- **Exercise objective**
The reply should consist of the full listing, repeated word for word.

- **Available data**
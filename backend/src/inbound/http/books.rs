//! Book inventory HTTP handlers.
//!
//! ```text
//! GET    /api/v1/books
//! GET    /api/v1/books/{id}
//! POST   /api/v1/books {"title":"Dune","author":"Frank Herbert","genre":"Sci-Fi"}
//! DELETE /api/v1/books/{id}
//! ```

use actix_web::http::header;
use actix_web::{HttpResponse, delete, get, post, web};
use chrono::{DateTime, Utc};
use serde::{Deserialize, Serialize};
use serde_json::json;
use utoipa::ToSchema;

use crate::domain::{Book, BookId, BookValidationError, Error, NewBook};
use crate::inbound::http::ApiResult;
use crate::inbound::http::schemas::ErrorSchema;
use crate::inbound::http::state::HttpState;

/// Book as returned to clients.
#[derive(Debug, Clone, PartialEq, Eq, Serialize, Deserialize, ToSchema)]
#[serde(rename_all = "camelCase")]
pub struct BookDetails {
    /// Database identifier.
    #[schema(example = 7)]
    pub id: i32,
    /// Book title.
    #[schema(example = "Dune")]
    pub title: String,
    /// Book author.
    #[schema(example = "Frank Herbert")]
    pub author: String,
    /// Genre, `Unknown` when none was given.
    #[schema(example = "Sci-Fi")]
    pub genre: String,
    /// When the book entered inventory.
    #[schema(format = "date-time")]
    pub added_to_inventory: DateTime<Utc>,
}

impl From<Book> for BookDetails {
    fn from(value: Book) -> Self {
        Self {
            id: value.id.get(),
            title: value.title,
            author: value.author,
            genre: value.genre,
            added_to_inventory: value.added_to_inventory,
        }
    }
}

/// Envelope for `GET /api/v1/books`.
#[derive(Debug, Serialize, Deserialize, ToSchema)]
pub struct BookListResponse {
    /// Books in inventory, ordered by id.
    pub data: Vec<BookDetails>,
}

/// Request body for `POST /api/v1/books`.
#[derive(Debug, Deserialize, Serialize, ToSchema)]
#[serde(rename_all = "camelCase")]
pub struct AddBookRequest {
    /// Title, 1 to 200 characters.
    pub title: String,
    /// Author, 1 to 200 characters.
    pub author: String,
    /// Defaults to `Unknown` when omitted or blank.
    pub genre: Option<String>,
}

fn map_book_validation_error(err: BookValidationError) -> Error {
    let (field, code) = match &err {
        BookValidationError::NonPositiveId => ("id", "non_positive_id"),
        BookValidationError::EmptyTitle => ("title", "empty_title"),
        BookValidationError::EmptyAuthor => ("author", "empty_author"),
        BookValidationError::TooLong { field, .. } => (*field, "too_long"),
    };
    Error::invalid_request(err.to_string()).with_details(json!({ "field": field, "code": code }))
}

fn parse_book_id(raw: i32) -> Result<BookId, Error> {
    BookId::new(raw).map_err(map_book_validation_error)
}

/// List books currently in inventory.
#[utoipa::path(
    get,
    path = "/api/v1/books",
    responses(
        (status = 200, description = "Books in inventory", body = BookListResponse),
        (status = 503, description = "Book store unavailable", body = ErrorSchema),
        (status = 500, description = "Internal server error", body = ErrorSchema)
    ),
    tags = ["books"],
    operation_id = "listBooks"
)]
#[get("/books")]
pub async fn list_books(state: web::Data<HttpState>) -> ApiResult<web::Json<BookListResponse>> {
    let books = state.books.list_books().await?;
    Ok(web::Json(BookListResponse {
        data: books.into_iter().map(BookDetails::from).collect(),
    }))
}

/// Fetch one book.
#[utoipa::path(
    get,
    path = "/api/v1/books/{id}",
    params(("id" = i32, Path, description = "Book identifier")),
    responses(
        (status = 200, description = "Book", body = BookDetails),
        (status = 400, description = "Invalid identifier", body = ErrorSchema),
        (status = 404, description = "No such book in inventory", body = ErrorSchema),
        (status = 503, description = "Book store unavailable", body = ErrorSchema)
    ),
    tags = ["books"],
    operation_id = "getBook"
)]
#[get("/books/{id}")]
pub async fn get_book(
    state: web::Data<HttpState>,
    path: web::Path<i32>,
) -> ApiResult<web::Json<BookDetails>> {
    let id = parse_book_id(path.into_inner())?;
    let book = state
        .books
        .find_book(id)
        .await?
        .ok_or_else(|| Error::not_found(format!("book {id} is not in inventory")))?;
    Ok(web::Json(BookDetails::from(book)))
}

/// Add a book, stamped with the current time.
#[utoipa::path(
    post,
    path = "/api/v1/books",
    request_body = AddBookRequest,
    responses(
        (
            status = 201,
            description = "Book added",
            body = BookDetails,
            headers(("Location" = String, description = "URL of the new book"))
        ),
        (status = 400, description = "Invalid request", body = ErrorSchema),
        (status = 503, description = "Book store unavailable", body = ErrorSchema)
    ),
    tags = ["books"],
    operation_id = "addBook"
)]
#[post("/books")]
pub async fn add_book(
    state: web::Data<HttpState>,
    payload: web::Json<AddBookRequest>,
) -> ApiResult<HttpResponse> {
    let AddBookRequest {
        title,
        author,
        genre,
    } = payload.into_inner();
    let draft =
        NewBook::try_new(&title, &author, genre.as_deref()).map_err(map_book_validation_error)?;
    let book = state
        .book_commands
        .add_book(&draft, state.clock.utc())
        .await?;
    Ok(HttpResponse::Created()
        .insert_header((header::LOCATION, format!("/api/v1/books/{}", book.id)))
        .json(BookDetails::from(book)))
}

/// Take a book out of inventory. Succeeds whether or not it was present.
#[utoipa::path(
    delete,
    path = "/api/v1/books/{id}",
    params(("id" = i32, Path, description = "Book identifier")),
    responses(
        (status = 204, description = "Book no longer in inventory"),
        (status = 400, description = "Invalid identifier", body = ErrorSchema),
        (status = 503, description = "Book store unavailable", body = ErrorSchema)
    ),
    tags = ["books"],
    operation_id = "removeBook"
)]
#[delete("/books/{id}")]
pub async fn remove_book(
    state: web::Data<HttpState>,
    path: web::Path<i32>,
) -> ApiResult<HttpResponse> {
    let id = parse_book_id(path.into_inner())?;
    let removed = state.book_commands.remove_book(id).await?;
    tracing::debug!(%id, removed, "book removal processed");
    Ok(HttpResponse::NoContent().finish())
}

#[cfg(test)]
#[path = "books_tests.rs"]
mod tests;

- **Final answer**
filename backend/src/inbound/http/books.rs
//! Book inventory HTTP handlers.
//!
//! ```text
//! GET    /api/v1/books
//! GET    /api/v1/books/{id}
//! POST   /api/v1/books {"title":"Dune","author":"Frank Herbert","genre":"Sci-Fi"}
//! DELETE /api/v1/books/{id}
//! ```

use actix_web::http::header;
use actix_web::{HttpResponse, delete, get, post, web};
use chrono::{DateTime, Utc};
use serde::{Deserialize, Serialize};
use serde_json::json;
use utoipa::ToSchema;

use crate::domain::{Book, BookId, BookValidationError, Error, NewBook};
use crate::inbound::http::ApiResult;
use crate::inbound::http::schemas::ErrorSchema;
use crate::inbound::http::state::HttpState;

/// Book as returned to clients.
#[derive(Debug, Clone, PartialEq, Eq, Serialize, Deserialize, ToSchema)]
#[serde(rename_all = "camelCase")]
pub struct BookDetails {
    /// Database identifier.
    #[schema(example = 7)]
    pub id: i32,
    /// Book title.
    #[schema(example = "Dune")]
    pub title: String,
    /// Book author.
    #[schema(example = "Frank Herbert")]
    pub author: String,
    /// Genre, `Unknown` when none was given.
    #[schema(example = "Sci-Fi")]
    pub genre: String,
    /// When the book entered inventory.
    #[schema(format = "date-time")]
    pub added_to_inventory: DateTime<Utc>,
}

impl From<Book> for BookDetails {
    fn from(value: Book) -> Self {
        Self {
            id: value.id.get(),
            title: value.title,
            author: value.author,
            genre: value.genre,
            added_to_inventory: value.added_to_inventory,
        }
    }
}

/// Envelope for `GET /api/v1/books`.
#[derive(Debug, Serialize, Deserialize, ToSchema)]
pub struct BookListResponse {
    /// Books in inventory, ordered by id.
    pub data: Vec<BookDetails>,
}

/// Request body for `POST /api/v1/books`.
#[derive(Debug, Deserialize, Serialize, ToSchema)]
#[serde(rename_all = "camelCase")]
pub struct AddBookRequest {
    /// Title, 1 to 200 characters.
    pub title: String,
    /// Author, 1 to 200 characters.
    pub author: String,
    /// Defaults to `Unknown` when omitted or blank.
    pub genre: Option<String>,
}

fn map_book_validation_error(err: BookValidationError) -> Error {
    let (field, code) = match &err {
        BookValidationError::NonPositiveId => ("id", "non_positive_id"),
        BookValidationError::EmptyTitle => ("title", "empty_title"),
        BookValidationError::EmptyAuthor => ("author", "empty_author"),
        BookValidationError::TooLong { field, .. } => (*field, "too_long"),
    };
    Error::invalid_request(err.to_string()).with_details(json!({ "field": field, "code": code }))
}

fn parse_book_id(raw: i32) -> Result<BookId, Error> {
    BookId::new(raw).map_err(map_book_validation_error)
}

/// List books currently in inventory.
#[utoipa::path(
    get,
    path = "/api/v1/books",
    responses(
        (status = 200, description = "Books in inventory", body = BookListResponse),
        (status = 503, description = "Book store unavailable", body = ErrorSchema),
        (status = 500, description = "Internal server error", body = ErrorSchema)
    ),
    tags = ["books"],
    operation_id = "listBooks"
)]
#[get("/books")]
pub async fn list_books(state: web::Data<HttpState>) -> ApiResult<web::Json<BookListResponse>> {
    let books = state.books.list_books().await?;
    Ok(web::Json(BookListResponse {
        data: books.into_iter().map(BookDetails::from).collect(),
    }))
}

/// Fetch one book.
#[utoipa::path(
    get,
    path = "/api/v1/books/{id}",
    params(("id" = i32, Path, description = "Book identifier")),
    responses(
        (status = 200, description = "Book", body = BookDetails),
        (status = 400, description = "Invalid identifier", body = ErrorSchema),
        (status = 404, description = "No such book in inventory", body = ErrorSchema),
        (status = 503, description = "Book store unavailable", body = ErrorSchema)
    ),
    tags = ["books"],
    operation_id = "getBook"
)]
#[get("/books/{id}")]
pub async fn get_book(
    state: web::Data<HttpState>,
    path: web::Path<i32>,
) -> ApiResult<web::Json<BookDetails>> {
    let id = parse_book_id(path.into_inner())?;
    let book = state
        .books
        .find_book(id)
        .await?
        .ok_or_else(|| Error::not_found(format!("book {id} is not in inventory")))?;
    Ok(web::Json(BookDetails::from(book)))
}

/// Add a book, stamped with the current time.
#[utoipa::path(
    post,
    path = "/api/v1/books",
    request_body = AddBookRequest,
    responses(
        (
            status = 201,
            description = "Book added",
            body = BookDetails,
            headers(("Location" = String, description = "URL of the new book"))
        ),
        (status = 400, description = "Invalid request", body = ErrorSchema),
        (status = 503, description = "Book store unavailable", body = ErrorSchema)
    ),
    tags = ["books"],
    operation_id = "addBook"
)]
#[post("/books")]
pub async fn add_book(
    state: web::Data<HttpState>,
    payload: web::Json<AddBookRequest>,
) -> ApiResult<HttpResponse> {
    let AddBookRequest {
        title,
        author,
        genre,
    } = payload.into_inner();
    let draft =
        NewBook::try_new(&title, &author, genre.as_deref()).map_err(map_book_validation_error)?;
    let book = state
        .book_commands
        .add_book(&draft, state.clock.utc())
        .await?;
    Ok(HttpResponse::Created()
        .insert_header((header::LOCATION, format!("/api/v1/books/{}", book.id)))
        .json(BookDetails::from(book)))
}

/// Take a book out of inventory. Succeeds whether or not it was present.
#[utoipa::path(
    delete,
    path = "/api/v1/books/{id}",
    params(("id" = i32, Path, description = "Book identifier")),
    responses(
        (status = 204, description = "Book no longer in inventory"),
        (status = 400, description = "Invalid identifier", body = ErrorSchema),
        (status = 503, description = "Book store unavailable", body = ErrorSchema)
    ),
    tags = ["books"],
    operation_id = "removeBook"
)]
#[delete("/books/{id}")]
pub async fn remove_book(
    state: web::Data<HttpState>,
    path: web::Path<i32>,
) -> ApiResult<HttpResponse> {
    let id = parse_book_id(path.into_inner())?;
    let removed = state.book_commands.remove_book(id).await?;
    tracing::debug!(%id, removed, "book removal processed");
    Ok(HttpResponse::NoContent().finish())
}

#[cfg(test)]
#[path = "books_tests.rs"]
mod tests;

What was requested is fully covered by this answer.